Inclusive, este artigo científico não ignora o fato de que, no recente julgamento do AgRg no HC 582.581/GO, a Sexta Turma do STJ decidiu que o não pagamento da fiança deve ensejar a concessão da liberdade do acusado, haja vista que se demonstra irrazoável a manutenção da sua prisão cautelar apenas em razão do não pagamento de fiança, principalmente diante do fato de que já foi reconhecida a possibilidade de concessão da liberdade provisória, estando pendente apenas o cumprimento de uma condição imposta (fiança).
Todavia, trata-se, por enquanto, de um posicionamento que, de certo modo, ainda não condiz com a realidade procedimental da fiança perante as autoridades policiais e os julgadores responsáveis pela realização das audiências de custódia.
A prática ainda mostra que a tendência permanece sendo a priorização da manutenção da prisão até que se constate o cumprimento da fiança, inserindo-se esta como uma nova condição atípica para o acesso do investigado à liberdade provisória que deveria ser a regra.
Só então, quando efetuado o pagamento, é que o juízo expede o alvará de soltura, exigindo que a defesa, por vezes, busque a adoção de mecanismos para comprovar a insuficiência financeira, ônus este que não lhe deveria ser destinado já que a prisão que é a ultima ratio, ou, até mesmo, impetre um Habeas Corpus com a esperança de que o Tribunal de Justiça ou os Tribunais Superiores possam, à luz do caso concreto, constatar a ilegalidade do acautelamento prisional.
Aparece, portanto, como um instituto que, apesar de ter passado por uma harmonização de sua natureza jurídica e de seu sentido teórico ao cerne constitucional vigente, ainda se encontra contaminado por uma tradicionalidade prática, esta que insiste em embargar uma adequação da fiança penal à atual forma de se enxergar o processo penal.
Ora, se o sistema processual penal passou por um contexto de transformações direcionadas à garantir um posicionamento central para a proteção dos direitos fundamentais, é essencial que todas as medidas cautelares, especialmente a fiança penal, acompanhem essas mudanças e, para tanto, permitam-se passar por um aprimoramento, não só teórico, mas também prático.
Caso contrário, a realidade acabará por perpetuar um cenário no qual consta como regra a arbitrariedade e o constrangimento em detrimento daqueles que estão sendo acusados, enquanto a exceção condiz com a incessante busca por remédios e alternativas defensivas que, em casos raros, consigam reverter as graves falhas perpetradas pelo Estado.
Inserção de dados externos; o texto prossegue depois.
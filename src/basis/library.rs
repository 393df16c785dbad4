//! Built-in and file-based basis-set libraries.

use std::path::Path;

use anyhow::{self, ensure, format_err, Context};
use indexmap::IndexMap;
use log;
use serde::{Deserialize, Serialize};

use crate::auxiliary::molecule::Molecule;
use crate::basis::ao::BasisShell;
use crate::basis::shell::{BasisSet, BasisShellContraction};
use crate::io::read_xctask_yaml;

const STO_3G: &str = include_str!("library/sto-3g.yml");
const CC_PVDZ: &str = include_str!("library/cc-pvdz.yml");

/// A structure to handle basis set information for a shell.
///
/// Several contractions may share the same exponents: each row of `coefficients` describes one
/// contracted shell, and its angular momentum is taken cyclically from `angular_momentum` (so
/// that `[0, 1]` with two rows describes a combined $`sp`$ shell).
#[derive(Clone, Serialize, Deserialize, Debug, PartialEq)]
pub struct LibraryElectronShell {
    /// The angular momenta of this shell.
    pub angular_momentum: Vec<u32>,

    /// A vector of primitive exponents.
    pub exponents: Vec<f64>,

    /// A vector of vectors of primitive coefficients, one inner vector per contracted shell.
    pub coefficients: Vec<Vec<f64>>,
}

/// A structure to handle basis set information for an element.
#[derive(Clone, Serialize, Deserialize, Debug, PartialEq)]
pub struct LibraryElement {
    /// A vector of basis set information for the shells in this element.
    pub electron_shells: Vec<LibraryElectronShell>,
}

/// A structure to represent a basis set library for a set of elements.
#[derive(Clone, Serialize, Deserialize, Debug, PartialEq)]
pub struct BasisLibrary {
    /// Name of the basis set.
    pub name: String,

    /// A map between element symbols and element basis information.
    pub elements: IndexMap<String, LibraryElement>,
}

impl BasisLibrary {
    /// Retrieves a built-in basis set library by name (case-insensitive). Available names are
    /// `STO-3G` and `cc-pVDZ`.
    pub fn builtin(basis_name: &str) -> Result<Self, anyhow::Error> {
        let contents = match basis_name.to_lowercase().as_str() {
            "sto-3g" => STO_3G,
            "cc-pvdz" => CC_PVDZ,
            _ => return Err(format_err!("Unknown built-in basis set `{basis_name}`.")),
        };
        serde_yaml::from_str(contents)
            .with_context(|| format!("Unable to parse built-in basis set `{basis_name}`"))
    }

    /// Reads a basis set library from a YAML file.
    pub fn from_yaml_file<P: AsRef<Path>>(path: P) -> Result<Self, anyhow::Error> {
        let path = path.as_ref();
        read_xctask_yaml(path)
            .with_context(|| format!("Unable to read basis set file {}", path.display()))
    }

    /// Builds the contracted shells of a single element centred on a given origin.
    fn element_shells(
        &self,
        symbol: &str,
        cart_origin: &nalgebra::Point3<f64>,
        cart: bool,
        tolerance: f64,
    ) -> Result<Vec<BasisShellContraction>, anyhow::Error> {
        let element = self.elements.get(symbol).ok_or_else(|| {
            format_err!(
                "Basis information for element {symbol} not found in `{}`.",
                self.name
            )
        })?;
        element
            .electron_shells
            .iter()
            .flat_map(|shell| {
                shell
                    .angular_momentum
                    .iter()
                    .cycle()
                    .zip(shell.coefficients.iter())
                    .map(|(&l, coeffs)| {
                        ensure!(
                            coeffs.len() == shell.exponents.len(),
                            "Element {symbol} in `{}` has a contraction with {} coefficients \
                            for {} exponents.",
                            self.name,
                            coeffs.len(),
                            shell.exponents.len()
                        );
                        BasisShellContraction::new(
                            BasisShell::standard(l, cart),
                            &shell.exponents,
                            coeffs,
                            *cart_origin,
                            tolerance,
                        )
                    })
            })
            .collect::<Result<Vec<_>, _>>()
    }

    /// Constructs a [`BasisSet`] for a molecule from this library.
    ///
    /// # Arguments
    ///
    /// * `mol` - The molecule, with coordinates in Bohr.
    /// * `cart` - If `true`, shells are Cartesian with lexicographic order; otherwise they are
    /// pure with increasing-$`m`$ order.
    /// * `tolerance` - The screening tolerance applied to every shell.
    pub fn build_basis_set(
        &self,
        mol: &Molecule,
        cart: bool,
        tolerance: f64,
    ) -> Result<BasisSet, anyhow::Error> {
        let atom_shells = mol
            .atoms
            .iter()
            .map(|atom| {
                self.element_shells(&atom.atomic_symbol, &atom.coordinates, cart, tolerance)
            })
            .collect::<Result<Vec<_>, _>>()?;
        let basis_set = BasisSet::new(&self.name, atom_shells);
        log::debug!(
            "Basis set `{}` built with {} shells and {} functions.",
            basis_set.name(),
            basis_set.n_shells(),
            basis_set.n_funcs()
        );
        Ok(basis_set)
    }
}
Tudo isso, sempre, em uma triste dissonância ao que se espera de um sistema regido pelo princípio da presunção da inocência.
5 PROPOSTAS DE REFORMA E ALTERNATIVAS À FIANÇA PENAL: MELHORIAS E ADEQUAÇÃO AO SISTEMA ACUSATÓRIO SOB UMA PERSPECTIVA REDUTORA DE DANOS
Levantadas as considerações críticas acerca da concretude dessa tradicional medida cautelar, resta escancarado o seu desvirtuamento frente ao que se era esperado dentro de um sistema acusatório.
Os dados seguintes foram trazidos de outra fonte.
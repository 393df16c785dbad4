use itertools::Itertools;
use proptest::prelude::*;

use crate::auxiliary::template_molecules::gen_water;
use crate::balance::{
    greedy_assign, Assignment, BalanceParams, BalanceStrategy, CostModel, LoadBalancer,
};
use crate::basis::shell::BasisSet;
use crate::error::XcTaskError;
use crate::grid::{AtomicGridSize, MolecularGrid};
use crate::task::partition::{partition, PartitionParams};
use crate::task::{PointRange, TaskSet};

fn water_task_set() -> TaskSet {
    let mol = gen_water();
    let basis = BasisSet::from_library(&mol, "sto-3g", false, 1e-10).unwrap();
    let grid = MolecularGrid::new(
        &mol,
        &AtomicGridSize::Explicit {
            n_radial: 16,
            n_theta: 6,
            n_phi: 10,
        },
    )
    .unwrap();
    let params = PartitionParams::builder()
        .pv(4)
        .max_batch_size(40)
        .build()
        .unwrap();
    partition(&grid, &mol.nearest_neighbour_distances(), &basis, &params).unwrap()
}

#[test]
fn test_balance_cost_models() {
    assert_eq!(CostModel::default(), CostModel::PointsTimesFunctions);
    assert_eq!(CostModel::PointsTimesFunctions.cost(32, 10), 320);
    assert_eq!(CostModel::CollocationAndContraction.cost(32, 10), 420);
    assert_eq!(CostModel::PointsTimesFunctions.cost(32, 0), 0);
}

#[test]
fn test_balance_strategy_names() {
    assert_eq!(
        "Default".parse::<BalanceStrategy>().unwrap(),
        BalanceStrategy::Default
    );
    assert_eq!(
        "dEfAuLt".parse::<BalanceStrategy>().unwrap(),
        BalanceStrategy::Default
    );
    assert_eq!(
        "REPLICATED".parse::<BalanceStrategy>().unwrap(),
        BalanceStrategy::Default
    );
    assert!(matches!(
        "round-robin".parse::<BalanceStrategy>(),
        Err(XcTaskError::Configuration(_))
    ));
}

#[test]
fn test_balance_greedy_example() {
    let balance = greedy_assign(&[5, 3, 5, 2, 8], 2, 1);
    let ranks = balance
        .assignments
        .iter()
        .map(|a| a.rank)
        .collect_vec();
    assert_eq!(ranks, vec![1, 0, 1, 1, 0]);
    assert_eq!(balance.rank_loads, vec![11, 12]);
    assert_eq!(balance.makespan(), 12);
    assert_eq!(balance.local_task_indices(0), vec![1, 4]);
    assert_eq!(balance.local_task_indices(1), vec![0, 2, 3]);
}

#[test]
fn test_balance_ties_follow_task_order() {
    // Equal costs are visited in task order and ranks and lanes are filled lowest first.
    let balance = greedy_assign(&[7; 6], 2, 2);
    assert_eq!(
        balance.assignments,
        vec![
            Assignment { rank: 0, lane: 0 },
            Assignment { rank: 1, lane: 0 },
            Assignment { rank: 0, lane: 1 },
            Assignment { rank: 1, lane: 1 },
            Assignment { rank: 0, lane: 0 },
            Assignment { rank: 1, lane: 0 },
        ]
    );
    assert_eq!(balance.lane_loads, vec![vec![14, 7], vec![14, 7]]);
    assert_eq!(balance.lane_task_indices(0, 0), vec![0, 4]);
    assert_eq!(balance.lane_task_indices(1, 1), vec![3]);

    // Zero-cost tasks come last, in task order, and land on the lowest of equally loaded ranks.
    let with_zeros = greedy_assign(&[0, 3, 0, 3], 2, 1);
    let ranks = with_zeros
        .assignments
        .iter()
        .map(|a| a.rank)
        .collect_vec();
    assert_eq!(ranks, vec![0, 0, 0, 1]);
}

#[test]
fn test_balance_params_validation() {
    let params = BalanceParams::default();
    assert_eq!(params.n_ranks, 1);
    assert_eq!(params.n_lanes, 1);
    LoadBalancer::new(&params).unwrap();

    let no_ranks = BalanceParams::builder().n_ranks(0).build().unwrap();
    assert!(matches!(
        LoadBalancer::new(&no_ranks),
        Err(XcTaskError::Configuration(_))
    ));
    let no_lanes = BalanceParams::builder().n_lanes(0).build().unwrap();
    assert!(matches!(
        LoadBalancer::new(&no_lanes),
        Err(XcTaskError::Configuration(_))
    ));
}

#[test]
fn test_balance_task_set() {
    let task_set = water_task_set();
    let params = BalanceParams::builder()
        .n_ranks(3)
        .n_lanes(2)
        .build()
        .unwrap();
    let balancer = LoadBalancer::new(&params).unwrap();
    let balance = balancer.balance(&task_set).unwrap();
    assert_eq!(balance.assignments.len(), task_set.n_tasks());
    assert_eq!(balance.n_ranks(), 3);
    assert_eq!(balance.n_lanes(), 2);

    // Every task is owned exactly once, and rank-local lists are in task order.
    let mut owned = (0..3)
        .flat_map(|rank| balance.local_task_indices(rank))
        .collect_vec();
    owned.sort_unstable();
    assert_eq!(owned, (0..task_set.n_tasks()).collect_vec());
    for rank in 0..3 {
        let local = balance.local_task_indices(rank);
        assert!(local.windows(2).all(|w| w[0] < w[1]));
        let from_lanes = (0..2)
            .flat_map(|lane| balance.lane_task_indices(rank, lane))
            .sorted()
            .collect_vec();
        assert_eq!(local, from_lanes);
    }

    // Byte-stable for identical input.
    assert_eq!(balance, balancer.balance(&task_set).unwrap());
}

#[test]
fn test_balance_input_errors() {
    let balancer = LoadBalancer::new(&BalanceParams::default()).unwrap();
    let mut task_set = water_task_set();

    let empty = TaskSet {
        pv: 4,
        tasks: vec![],
        pruned: vec![],
        permutation: vec![],
    };
    assert!(matches!(
        balancer.balance(&empty),
        Err(XcTaskError::BalanceInput(_))
    ));

    // Dropping a task leaves a hole in the grid.
    let dropped = task_set.tasks.remove(1);
    assert!(matches!(
        balancer.balance(&task_set),
        Err(XcTaskError::BalanceInput(_))
    ));

    // Declaring the hole as pruned restores coverage.
    task_set.pruned.push(PointRange {
        offset: dropped.range.offset,
        len: dropped.range.len,
    });
    balancer.balance(&task_set).unwrap();

    // Claiming the same points twice is rejected.
    task_set.tasks.push(dropped);
    assert!(balancer.balance(&task_set).is_err());
}

proptest! {
    #[test]
    fn test_balance_greedy_properties(
        costs in prop::collection::vec(0u64..10_000, 1..200),
        n_ranks in 1usize..9,
        n_lanes in 1usize..5,
    ) {
        let balance = greedy_assign(&costs, n_ranks, n_lanes);
        let total = costs.iter().sum::<u64>();
        let max_cost = costs.iter().copied().max().unwrap_or(0);

        prop_assert_eq!(balance.assignments.len(), costs.len());
        prop_assert!(balance
            .assignments
            .iter()
            .all(|a| a.rank < n_ranks && a.lane < n_lanes));
        prop_assert_eq!(balance.rank_loads.iter().sum::<u64>(), total);
        for rank in 0..n_ranks {
            prop_assert_eq!(balance.lane_loads[rank].iter().sum::<u64>(), balance.rank_loads[rank]);
            let owned = balance
                .local_task_indices(rank)
                .iter()
                .map(|&i| costs[i])
                .sum::<u64>();
            prop_assert_eq!(owned, balance.rank_loads[rank]);
        }

        // List-scheduling bound.
        prop_assert!(balance.makespan() * n_ranks as u64 <= total + n_ranks as u64 * max_cost);

        prop_assert_eq!(&balance, &greedy_assign(&costs, n_ranks, n_lanes));
    }
}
Afinal, um instituto que fora originariamente concebido para equilibrar a liberdade individual com a necessidade de se garantir a efetividade do processo penal, não deveria, na prática, tornar-se um fundamento para desigualdades e para a violação aos direitos fundamentais daqueles que já estão sujeitos à investigações ou a um processo penal que, como sabemos, é sempre tortuoso.
Diante desse panorama, torna-se imperativo buscar melhorias que aprimorem e adequem essa medida cautelar, a fim de estabelecer uma abordagem mais justa e equilibrada.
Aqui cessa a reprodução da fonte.